Carlene Carter chronology
| C'est C Bon (1983) | I Fell in Love (1990) | Little Love Letters (1993) |

= I Fell in Love (album) =

I Fell in Love is the sixth studio album by American country music singer Carlene Carter, released in 1990. This was the highest-ranking Billboard album of her career, at #19 on the US Country charts. Four singles from the album also charted, with the title song "I Fell in Love," and "Come on Back" both reaching #3 as singles. Two lower-charting hits were the #25 "The Sweetest Thing" and the #33 "One Love."

The track "Me and the Wildwood Rose" is a tribute to Carter's half-sister, Rosie Nix Adams. "Easy From Now On", a song that Carter cowrote with Susanna Clark in the 1970s, was originally a number 12 hit for Emmylou Harris on the Billboard Hot Country Singles & Tracks chart. Also, "You Are the One," written by Leon Payne, was a top 5 country hit for Carter's father, Carl Smith, in 1956. The album was produced by Howie Epstein from the Heartbreakers and also featured Benmont Tench, who cowrote the title track.

== Critical reception==

AllMusic's review by Mark Deming states "with June Carter Cash and Levon Helm joining her on backing vocals, the country accents ring out with an honesty and purity that cuts through the radio-ready mix. I Fell in Love may have been an effort to play nice on Carter's part, but it doesn't sound like a compromise so much as proof she had enough talent to have her cake and eat it too. And in this case, the cake is pretty tasty stuff."

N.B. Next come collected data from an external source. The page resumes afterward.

// SPDX-License-Identifier: MIT
// Copyright (c) 2026 Alfred Jean LLC

//! Whole-record conflict resolution between local and remote state.
//!
//! Resolution rules:
//! - Only local: keep the local record
//! - Only remote: adopt the remote record
//! - Both: last effective timestamp wins, remote wins ties
//!
//! There are no vector clocks and no field-level merge. When both sides
//! edited different fields, the losing side's edit is discarded entirely.

use std::collections::{HashMap, HashSet};

use crate::record::Record;

/// Trait for reconciling two versions of the record set.
///
/// Implementations must be pure: the inputs are borrowed and the returned set
/// is freshly built.
pub trait Resolve: Send + Sync {
    /// Returns the reconciled record set.
    fn resolve(&self, local: &[Record], remote: &[Record]) -> Vec<Record>;
}

/// Last-write-wins on the effective timestamp, remote winning ties.
#[derive(Debug, Clone, Copy, Default)]
pub struct LastWriteWins;

impl Resolve for LastWriteWins {
    fn resolve(&self, local: &[Record], remote: &[Record]) -> Vec<Record> {
        resolve(local, remote)
    }
}

/// Resolves `local` against `remote` with [`LastWriteWins`] rules.
///
/// Output order is the remote order (with the winning version of each
/// record) followed by local-only records in local order.
pub fn resolve(local: &[Record], remote: &[Record]) -> Vec<Record> {
    let local_by_id: HashMap<&str, &Record> = local.iter().map(|r| (r.id.as_str(), r)).collect();
    let mut seen: HashSet<&str> = HashSet::with_capacity(remote.len());
    let mut resolved = Vec::with_capacity(local.len().max(remote.len()));

    for theirs in remote {
        if !seen.insert(theirs.id.as_str()) {
            continue;
        }
        let winner = match local_by_id.get(theirs.id.as_str()) {
            Some(ours) => pick(ours, theirs),
            None => theirs,
        };
        resolved.push(winner.clone());
    }

    for ours in local {
        if seen.insert(ours.id.as_str()) {
            resolved.push(ours.clone());
        }
    }

    resolved
}

/// Picks the winning version of a record present on both sides.
pub fn pick<'a>(local: &'a Record, remote: &'a Record) -> &'a Record {
    if remote.effective_timestamp() >= local.effective_timestamp() {
        remote
    } else {
        local
    }
}

#[cfg(test)]
#[path = "resolve_tests.rs"]
mod tests;
// SPDX-License-Identifier: MIT
// Copyright (c) 2026 Alfred Jean LLC

//! Offline mutation queue.
//!
//! Holds local changes the remote store has not confirmed yet, in the order
//! they were made. The queue is flushed as one batch; a failed batch bumps
//! every entry's retry count and drops entries past the retry ceiling so the
//! queue cannot grow without bound.

use std::collections::HashSet;

use tally_core::{MutationKind, QueueEntry, Record};

/// Default number of failed flush rounds an entry survives.
pub const DEFAULT_RETRY_CEILING: u32 = 3;

/// Ordered list of pending mutations.
#[derive(Debug, Clone, Default, PartialEq)]
pub struct MutationQueue {
    entries: Vec<QueueEntry>,
}

impl MutationQueue {
    pub fn new() -> Self {
        Self::default()
    }

    /// Rebuilds a queue from persisted entries.
    pub fn from_entries(entries: Vec<QueueEntry>) -> Self {
        MutationQueue { entries }
    }

    /// Appends an entry.
    pub fn enqueue(&mut self, entry: QueueEntry) {
        tracing::debug!(
            operation = %entry.operation,
            record = %entry.record_id(),
            "queued mutation"
        );
        self.entries.push(entry);
    }

    /// Enqueues, folding into an existing entry for the same record.
    ///
    /// A later snapshot replaces the earlier one in place, so the queue
    /// holds at most one entry per record. A create stays a create when
    /// updated, and a delete of a never-created record cancels both. A
    /// replaced snapshot starts over with a zero retry count.
    pub fn upsert(&mut self, entry: QueueEntry) {
        let Some(i) = self.entries.iter().position(|e| e.record_id() == entry.record_id()) else {
            self.enqueue(entry);
            return;
        };

        match (self.entries[i].operation, entry.operation) {
            (MutationKind::Create, MutationKind::Delete) => {
                self.entries.remove(i);
            }
            (MutationKind::Create, _) => {
                let existing = &mut self.entries[i];
                existing.record = entry.record;
                existing.retry_count = 0;
            }
            (_, operation) => {
                let existing = &mut self.entries[i];
                existing.operation = operation;
                existing.record = entry.record;
                existing.retry_count = 0;
            }
        }
    }

    /// Removes entries that were part of a settled batch.
    ///
    /// Entries enqueued or rewritten after the batch was taken survive.
    pub fn settle(&mut self, submitted: &[QueueEntry]) {
        self.entries.retain(|e| !submitted.contains(e));
    }

    /// All entries in queue order.
    pub fn entries(&self) -> &[QueueEntry] {
        &self.entries
    }

    pub fn len(&self) -> usize {
        self.entries.len()
    }

    pub fn is_empty(&self) -> bool {
        self.entries.is_empty()
    }

    /// Removes every entry.
    pub fn clear(&mut self) {
        self.entries.clear();
    }

    /// Removes every entry targeting `record_id`, returning how many were dropped.
    pub fn remove_for(&mut self, record_id: &str) -> usize {
        let before = self.entries.len();
        self.entries.retain(|e| e.record_id() != record_id);
        before - self.entries.len()
    }

    /// Returns the entries worth submitting against the given local state.
    ///
    /// Update and delete entries whose target is no longer present locally
    /// are skipped. Creates are always kept. The queue itself is unchanged.
    pub fn filter_relevant(&self, current: &[Record]) -> Vec<QueueEntry> {
        let present: HashSet<&str> = current.iter().map(|r| r.id.as_str()).collect();
        self.entries
            .iter()
            .filter(|e| !e.operation.targets_existing() || present.contains(e.record_id()))
            .cloned()
            .collect()
    }

    /// Records a failed flush round.
    ///
    /// Every entry that was part of the `submitted` snapshot has its retry
    /// count bumped by one. Entries queued or rewritten since are untouched.
    /// Entries whose new count exceeds `ceiling` are removed from the queue
    /// and returned.
    pub fn increment_and_prune(
        &mut self,
        submitted: &[QueueEntry],
        ceiling: u32,
    ) -> Vec<QueueEntry> {
        let mut dropped = Vec::new();
        let mut kept = Vec::with_capacity(self.entries.len());

        for mut entry in self.entries.drain(..) {
            if !submitted.contains(&entry) {
                kept.push(entry);
                continue;
            }
            entry.retry_count = entry.retry_count.saturating_add(1);
            if entry.retry_count > ceiling {
                tracing::warn!(
                    operation = %entry.operation,
                    record = %entry.record_id(),
                    retries = entry.retry_count - 1,
                    "dropping queued mutation after exceeding retry ceiling"
                );
                dropped.push(entry);
            } else {
                kept.push(entry);
            }
        }

        self.entries = kept;
        dropped
    }
}

#[cfg(test)]
#[path = "queue_tests.rs"]
mod tests;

Peoples review begins with "Maybe it has just taken this much time for all those country-music genes and step-genes to get lined up, but Carter at 34 is sounding much better than ever." Mark Cooper in Q Magazine called the album "a well-balanced set which plays to all Carter's strengths and the one she's been promising to make all along."

Professional ratings
Review scores
| Source | Rating |
| AllMusic | Star |
| Q | Star |
| The Rolling Stone Album Guide | Star |

==Track listing==

- Track information and credits taken from the album's liner notes.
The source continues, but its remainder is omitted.